A fossil is the remains or the impression of a prehistoric organism preserved or cast in rock. Paleontologists study fossils to learn more
about what happened on Earth before the written record. Scientists are able to use fossils to identify how old the Earth is, when and
where certain life forms arose, and how they are all related to one another. Two of the most common methods scientists use to
determine the age of fossils are through examining geological strata, and through radiometric dating.
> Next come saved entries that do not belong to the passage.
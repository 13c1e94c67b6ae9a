// Dark Browser Settings Engine
// Flat key→value settings, merged over a fixed default map on every load.
// Every `set` writes through to the JSON file at the platform-specific config path.

use std::cell::RefCell;
use std::fs;
use std::path::{Path, PathBuf};
use std::rc::Rc;

use serde_json::Value;
use tracing::{debug, warn};

use crate::platform;
use crate::types::errors::SettingsError;
use crate::types::settings::{default_settings, keys, SearchEngine, SettingsMap};

/// Settings shared by every component on the event-loop thread.
pub type SharedSettings = Rc<RefCell<SettingsEngine>>;

/// Trait defining the settings engine interface.
pub trait SettingsEngineTrait {
    fn load(&mut self) -> &SettingsMap;
    fn save(&self) -> Result<(), SettingsError>;
    fn all(&self) -> &SettingsMap;
    fn get(&self, key: &str) -> Option<&Value>;
    fn set(&mut self, key: &str, value: Value) -> Result<(), SettingsError>;
    fn reset(&mut self) -> Result<(), SettingsError>;
    fn get_config_path(&self) -> &Path;
}

/// Settings engine implementation that persists settings as JSON on disk.
pub struct SettingsEngine {
    config_path: PathBuf,
    settings: SettingsMap,
}

impl SettingsEngine {
    /// Creates a new SettingsEngine holding the defaults until `load` is called.
    ///
    /// If `path_override` is `Some`, uses that path for the config file.
    /// Otherwise, uses the platform-specific config directory with `settings.json`.
    pub fn new(path_override: Option<PathBuf>) -> Self {
        let config_path =
            path_override.unwrap_or_else(|| platform::get_config_dir().join("settings.json"));

        Self {
            config_path,
            settings: default_settings(),
        }
    }

    /// Creates an engine, loads it and wraps it for sharing.
    pub fn open_shared(path_override: Option<PathBuf>) -> SharedSettings {
        let mut engine = Self::new(path_override);
        engine.load();
        Rc::new(RefCell::new(engine))
    }

    pub fn get_str(&self, key: &str) -> Option<&str> {
        self.settings.get(key).and_then(Value::as_str)
    }

    pub fn search_engine(&self) -> SearchEngine {
        self.get_str(keys::SEARCH)
            .map(SearchEngine::from_name)
            .unwrap_or_default()
    }

    pub fn home_url(&self) -> &str {
        match self.get_str(keys::HOME) {
            Some(home) if !home.trim().is_empty() => home,
            _ => "dark://home",
        }
    }

    pub fn notifications_enabled(&self) -> bool {
        self.get_str(keys::NOTIFICATIONS) != Some("disable")
    }

    fn read_file(path: &Path) -> Result<SettingsMap, SettingsError> {
        let content = fs::read_to_string(path)
            .map_err(|e| SettingsError::IoError(format!("Failed to read config file: {}", e)))?;
        serde_json::from_str::<SettingsMap>(&content).map_err(|e| {
            SettingsError::SerializationError(format!("Failed to parse config file: {}", e))
        })
    }
}

impl SettingsEngineTrait for SettingsEngine {
    /// Loads settings from the JSON config file, merged over the defaults.
    ///
    /// A missing file is created with the defaults. An unreadable or malformed
    /// file yields the defaults; loading never fails.
    fn load(&mut self) -> &SettingsMap {
        let mut merged = default_settings();

        if !self.config_path.exists() {
            self.settings = merged;
            if let Err(e) = self.save() {
                warn!(path = %self.config_path.display(), error = %e, "Could not write default settings");
            }
            return &self.settings;
        }

        match Self::read_file(&self.config_path) {
            Ok(stored) => {
                debug!(keys = stored.len(), "Loaded stored settings");
                merged.extend(stored);
            }
            Err(e) => {
                warn!(path = %self.config_path.display(), error = %e, "Falling back to default settings");
            }
        }

        self.settings = merged;
        &self.settings
    }

    /// Saves the current settings to the JSON config file.
    ///
    /// Creates parent directories if they don't exist, writes a temporary
    /// sibling file and renames it over the target.
    fn save(&self) -> Result<(), SettingsError> {
        let path = self.config_path.as_path();

        if let Some(parent) = path.parent() {
            fs::create_dir_all(parent).map_err(|e| {
                SettingsError::IoError(format!("Failed to create config directory: {}", e))
            })?;
        }

        let json = serde_json::to_string_pretty(&self.settings).map_err(|e| {
            SettingsError::SerializationError(format!("Failed to serialize settings: {}", e))
        })?;

        let tmp_path = path.with_extension("json.tmp");
        fs::write(&tmp_path, json)
            .map_err(|e| SettingsError::IoError(format!("Failed to write config file: {}", e)))?;
        fs::rename(&tmp_path, path)
            .map_err(|e| SettingsError::IoError(format!("Failed to replace config file: {}", e)))?;

        Ok(())
    }

    fn all(&self) -> &SettingsMap {
        &self.settings
    }

    fn get(&self, key: &str) -> Option<&Value> {
        self.settings.get(key)
    }

    /// Updates one key and writes the whole map through to disk.
    ///
    /// The in-memory value is kept even if the write fails.
    fn set(&mut self, key: &str, value: Value) -> Result<(), SettingsError> {
        if key.trim().is_empty() {
            return Err(SettingsError::InvalidKey("Key cannot be empty".to_string()));
        }
        self.settings.insert(key.to_string(), value);
        self.save()
    }

    /// Resets all settings to the defaults and saves to disk.
    fn reset(&mut self) -> Result<(), SettingsError> {
        self.settings = default_settings();
        self.save()
    }

    fn get_config_path(&self) -> &Path {
        &self.config_path
    }
}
Examining Geological Strata- Over the course of millions of
years the Earth’s outer crust has accumulated many layers of
rock and debris. These layers are called strata. Through a
number of methods, scientists have determined exactly how old
many of these layers are. They have basically created a
calendar for themselves in the layers of the Earth’s crust. When
fossils are found in these identified layers, we can infer that the
organism died sometime close to the date of that layer.
Radiocarbon Dating – Most organic material (anything that
was once alive) contains carbon, including fossils left behind by
ancient organisms. An isotope of carbon, called carbon-14, is
radioactive, and over time it decays into a different form of
carbon. Scientists have determined exactly how long it takes
carbon-14 to decay. By measuring the amount of carbon-14
molecules in a fossil, they are able to measure how long ago
that organism lived. Because carbon-14 eventually decays
completely, this method only works on fossils up to 60,000
years old.
“Lucy”
These are the fossil remains of a hominid (relative of humans)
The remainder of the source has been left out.